//! Voxel data for streamed regions: the occupancy bitset, the Morton atlas
//! layout, and decoding of atlas images.

pub mod atlas;
pub mod morton;
pub mod occupancy;

pub use atlas::{AtlasError, AtlasImage, atlas_side};
pub use occupancy::Occupancy;

/// Edge length of a streamed region in voxels.
pub const REGION: usize = 256;

/// Edge length of the atlas holding one [`REGION`]-sided cube.
pub const ATLAS_SIDE: u32 = 4096;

++++++++++++++++++++

- _ACTIVITY_
Look over the entries above and say how many lines contain "streamed"; give only the number.

- _COMPLETED EXERCISE_
2